Records to process.
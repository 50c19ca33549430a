use serde::Serialize;
use tokio_util::sync::CancellationToken;
use tracing::{debug, info, instrument};

use crate::{
    analyzer::{AnalysisContext, AnalyzedQuery, AnalyzerError, Diagnostic, DiagnosticSink, SemanticPass, SourceInfo},
    ast::Node,
    config::CompilerConfig,
    methods::NameCache,
    planner::RewritePass,
    schema::SchemaProvider,
};

/// Outcome of one compilation, ready to hand to an execution engine.
#[derive(Debug, Clone, PartialEq, Serialize)]
pub struct CompiledQuery {
    /// `Root` statement list; absent when diagnostics were recorded
    pub root: Option<Node>,
    pub sources: Vec<SourceInfo>,
    pub diagnostics: Vec<Diagnostic>,
}

impl CompiledQuery {
    pub fn is_ok(&self) -> bool {
        self.root.is_some() && self.diagnostics.is_empty()
    }

    pub fn to_json(&self) -> Result<String, serde_json::Error> {
        serde_json::to_string(self)
    }
}

/// Runs the semantic pass and the rewrite pass against one schema provider.
///
/// A compiler holds no per-query state, so one instance (and its name cache)
/// can serve many compilations at once.
pub struct Compiler<'a> {
    provider: &'a dyn SchemaProvider,
    cache: &'a NameCache,
    config: CompilerConfig,
}

impl<'a> Compiler<'a> {
    pub fn new(provider: &'a dyn SchemaProvider, cache: &'a NameCache) -> Self {
        Self { provider, cache, config: CompilerConfig::default() }
    }

    pub fn with_config(mut self, config: CompilerConfig) -> Self {
        self.config = config;
        self
    }

    pub fn config(&self) -> &CompilerConfig {
        &self.config
    }

    /// Compile `tree`, failing on the first error.
    #[instrument(level = "debug", skip_all)]
    pub fn compile(&self, tree: &Node, cancel: &CancellationToken) -> Result<CompiledQuery, AnalyzerError> {
        let analyzed = SemanticPass::analyze(tree, AnalysisContext::new(self.provider, self.cache, &self.config, cancel))?;
        Self::finish(analyzed)
    }

    /// Compile `tree`, recording recoverable errors instead of stopping at the
    /// first one. When anything was recorded the plan is not built.
    #[instrument(level = "debug", skip_all)]
    pub fn compile_collecting(&self, tree: &Node, cancel: &CancellationToken) -> Result<CompiledQuery, AnalyzerError> {
        let mut sink = DiagnosticSink::new();
        let analyzed =
            SemanticPass::analyze_with_sink(tree, AnalysisContext::new(self.provider, self.cache, &self.config, cancel), &mut sink)?;
        if !sink.is_empty() {
            info!(diagnostics = sink.len(), "compilation produced diagnostics");
            return Ok(CompiledQuery {
                root: None,
                sources: analyzed.sources().cloned().collect(),
                diagnostics: sink.into_diagnostics(),
            });
        }
        Self::finish(analyzed)
    }

    fn finish(analyzed: AnalyzedQuery) -> Result<CompiledQuery, AnalyzerError> {
        let root = RewritePass::rewrite(&analyzed)?;
        let sources: Vec<SourceInfo> = analyzed.sources().cloned().collect();
        debug!(sources = sources.len(), "compiled");
        Ok(CompiledQuery { root: Some(root), sources, diagnostics: Vec::new() })
    }
}
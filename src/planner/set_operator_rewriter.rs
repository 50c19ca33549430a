use tracing::debug;

use crate::{
    analyzer::AnalyzerError,
    ast::{InternalQuery, Node, NodeKind, SetOp},
    planner::{PlanFragment, TableNamer, and, create_table, in_memory, internal_query, read_all},
    types::RuntimeType,
};

/// Membership test added to the query feeding a set-operator table.
struct Guard {
    table: String,
    columns: Vec<String>,
    negated: bool,
}

impl Guard {
    fn test(&self, values: Vec<Node>) -> Node {
        Node::typed(
            NodeKind::TableContains { table: self.table.clone(), columns: self.columns.clone(), values, negated: self.negated },
            RuntimeType::Bool,
        )
    }
}

/// Rewrites UNION, UNION ALL, EXCEPT and INTERSECT into keyed table writes.
///
/// UNION writes both sides into one keyed table, skipping rows whose key is
/// already there; UNION ALL skips nothing. EXCEPT and INTERSECT materialize
/// the right side and keep left rows whose key is absent from it or present
/// in it. A chained UNION appends to the table of the operator before it.
pub struct SetOperatorRewriter;

impl SetOperatorRewriter {
    pub fn rewrite(
        op: SetOp,
        keys: &[String],
        left: PlanFragment,
        right: PlanFragment,
        namer: &mut TableNamer,
    ) -> Result<PlanFragment, AnalyzerError> {
        if keys.is_empty() {
            return Err(AnalyzerError::SetOperatorMissingKeys { op: op.to_string() });
        }
        let left_names = left.field_names();
        let positions = keys
            .iter()
            .map(|k| {
                left_names
                    .iter()
                    .position(|n| n == k)
                    .ok_or_else(|| AnalyzerError::SetOperatorUnknownKey { op: op.to_string(), key: k.clone() })
            })
            .collect::<Result<Vec<_>, _>>()?;

        match op {
            SetOp::Union | SetOp::UnionAll => Self::union(op, keys, &positions, left, right, namer),
            SetOp::Except | SetOp::Intersect => Self::filter_by(op, keys, &positions, left, right, namer),
        }
    }

    fn union(
        op: SetOp,
        keys: &[String],
        positions: &[usize],
        left: PlanFragment,
        right: PlanFragment,
        namer: &mut TableNamer,
    ) -> Result<PlanFragment, AnalyzerError> {
        let guard = |table: &str| {
            (op == SetOp::Union).then(|| Guard { table: table.to_string(), columns: keys.to_vec(), negated: true })
        };

        if !left.retargetable {
            // a set-operator result already: keep appending to its table
            let (prefix, last) = Self::retarget(right, &left.result, positions, guard(&left.result).as_ref())?;
            debug!(table = %left.result, op = %op, "set operator appends");
            let mut statements = left.statements;
            statements.extend(prefix);
            statements.push(last);
            return Ok(PlanFragment { statements, ..left });
        }

        let table = namer.name(&[left.base.as_str(), op.to_string().as_str(), right.base.as_str()]);
        debug!(table = %table, op = %op, "set operator table");
        let guard = guard(&table);
        let fields = left.fields.clone();
        let (left_prefix, left_last) = Self::retarget(left, &table, positions, guard.as_ref())?;
        let (right_prefix, right_last) = Self::retarget(right, &table, positions, guard.as_ref())?;

        let mut statements = left_prefix;
        statements.push(create_table(&table, &fields, keys.to_vec(), false));
        statements.push(left_last);
        statements.extend(right_prefix);
        statements.push(right_last);
        Ok(PlanFragment { statements, result: table.clone(), fields, base: table, retargetable: false })
    }

    fn filter_by(
        op: SetOp,
        keys: &[String],
        positions: &[usize],
        left: PlanFragment,
        mut right: PlanFragment,
        namer: &mut TableNamer,
    ) -> Result<PlanFragment, AnalyzerError> {
        let right_names = right.field_names();
        let columns: Vec<String> = positions.iter().filter_map(|p| right_names.get(*p).cloned()).collect();
        if right.retargetable {
            Self::key_result_table(&mut right, &columns);
        }
        let guard = Guard { table: right.result.clone(), columns, negated: op == SetOp::Except };

        let table = namer.name(&[left.base.as_str(), op.to_string().as_str(), right.base.as_str()]);
        debug!(table = %table, op = %op, against = %right.result, "set operator table");
        let fields = left.fields.clone();
        let (left_prefix, left_last) = Self::retarget(left, &table, positions, Some(&guard))?;

        let mut statements = left_prefix;
        statements.extend(right.statements);
        statements.push(create_table(&table, &fields, keys.to_vec(), false));
        statements.push(left_last);
        Ok(PlanFragment { statements, result: table.clone(), fields, base: table, retargetable: false })
    }

    fn key_result_table(fragment: &mut PlanFragment, columns: &[String]) {
        let Some(index) = fragment.statements.len().checked_sub(2) else {
            return;
        };
        if let Some(NodeKind::CreateTable { keys, .. }) = fragment.statements.get_mut(index).map(|s| &mut s.kind) {
            *keys = columns.to_vec();
        }
    }

    /// Statements that write `fragment`'s rows into `into`, split into the
    /// preparation steps and the final write. A single query is redirected;
    /// a set-operator result is copied over.
    fn retarget(
        mut fragment: PlanFragment,
        into: &str,
        positions: &[usize],
        guard: Option<&Guard>,
    ) -> Result<(Vec<Node>, Node), AnalyzerError> {
        let values = fragment.values_at(positions);
        if fragment.retargetable {
            let last = fragment.statements.pop().ok_or_else(|| AnalyzerError::unexpected("a final query", &fragment.result))?;
            let NodeKind::InternalQuery(mut query) = last.kind else {
                return Err(AnalyzerError::unexpected("a final query", &fragment.result));
            };
            // drop the table the query was writing to
            fragment.statements.pop();
            query.into = into.to_string();
            if let Some(guard) = guard {
                query.filter = Some(and(query.filter.take(), guard.test(values)));
            }
            return Ok((fragment.statements, internal_query(*query)));
        }

        let copy = InternalQuery {
            filter: guard.map(|g| g.test(values)),
            ..InternalQuery::new(into, in_memory(&fragment.result), read_all(&fragment.result, &fragment.fields))
        };
        Ok((fragment.statements, internal_query(copy)))
    }
}
use serde::Serialize;

use crate::{
    schema::{ColumnInfo, TableDescriptor},
    types::RuntimeType,
};

/// A bound source as the scope sees it.
#[derive(Debug, Clone, PartialEq, Serialize)]
pub struct TableSymbol {
    pub alias: String,
    pub schema: String,
    pub table: String,
    pub columns: Vec<ColumnInfo>,
    pub entity_type: RuntimeType,
    /// Aliases merged into this symbol, for tables produced by join steps
    pub compound: Vec<String>,
    /// Source sits on the optional side of an outer join or apply
    pub nullable_side: bool,
}

impl TableSymbol {
    pub fn from_table(alias: &str, schema: &str, table: &TableDescriptor) -> Self {
        Self {
            alias: alias.to_string(),
            schema: schema.to_string(),
            table: table.name.clone(),
            columns: table.columns.clone(),
            entity_type: table.entity_type.clone(),
            compound: Vec::new(),
            nullable_side: false,
        }
    }

    /// Symbol over a table produced by merging `parts`; columns are renamed
    /// `<alias>.<column>`.
    pub fn compound(alias: &str, parts: &[&TableSymbol]) -> Self {
        let mut columns = Vec::new();
        let mut compound = Vec::new();
        for part in parts {
            for c in &part.columns {
                let name = if part.compound.is_empty() { format!("{}.{}", part.alias, c.name) } else { c.name.clone() };
                let mut merged = ColumnInfo::new(name, columns.len(), part.column_type(c));
                merged.intended_type = c.intended_type.clone();
                columns.push(merged);
            }
            if part.compound.is_empty() {
                compound.push(part.alias.clone());
            } else {
                compound.extend(part.compound.iter().cloned());
            }
        }
        Self {
            alias: alias.to_string(),
            schema: String::new(),
            table: alias.to_string(),
            columns,
            entity_type: RuntimeType::Object,
            compound,
            nullable_side: false,
        }
    }

    fn column_type(&self, column: &ColumnInfo) -> RuntimeType {
        if self.nullable_side { RuntimeType::nullable(column.ty.clone()) } else { column.ty.clone() }
    }

    /// Column by name with the outer-join nullability applied.
    pub fn column(&self, name: &str) -> Option<ColumnInfo> {
        self.columns
            .iter()
            .find(|c| c.name == name)
            .or_else(|| self.columns.iter().find(|c| c.name.eq_ignore_ascii_case(name)))
            .map(|c| ColumnInfo { ty: self.column_type(c), ..c.clone() })
    }

    pub fn column_names(&self) -> impl Iterator<Item = &str> {
        self.columns.iter().map(|c| c.name.as_str())
    }

    /// Copy restricted to `keep`, in this symbol's column order.
    pub fn narrow(&self, keep: &[String]) -> Self {
        let columns = self
            .columns
            .iter()
            .filter(|c| keep.iter().any(|k| k == &c.name))
            .enumerate()
            .map(|(index, c)| ColumnInfo { index, ..c.clone() })
            .collect();
        Self { columns, ..self.clone() }
    }

    pub fn on_nullable_side(&self) -> Self {
        Self { nullable_side: true, ..self.clone() }
    }

    pub fn covers(&self, alias: &str) -> bool {
        self.alias == alias || self.compound.iter().any(|a| a == alias)
    }
}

Task.
Copy all lines above where "TableSymbol" is present.

Solution to the exercise.
pub struct TableSymbol {
impl TableSymbol {
    pub fn compound(alias: &str, parts: &[&TableSymbol]) -> Self {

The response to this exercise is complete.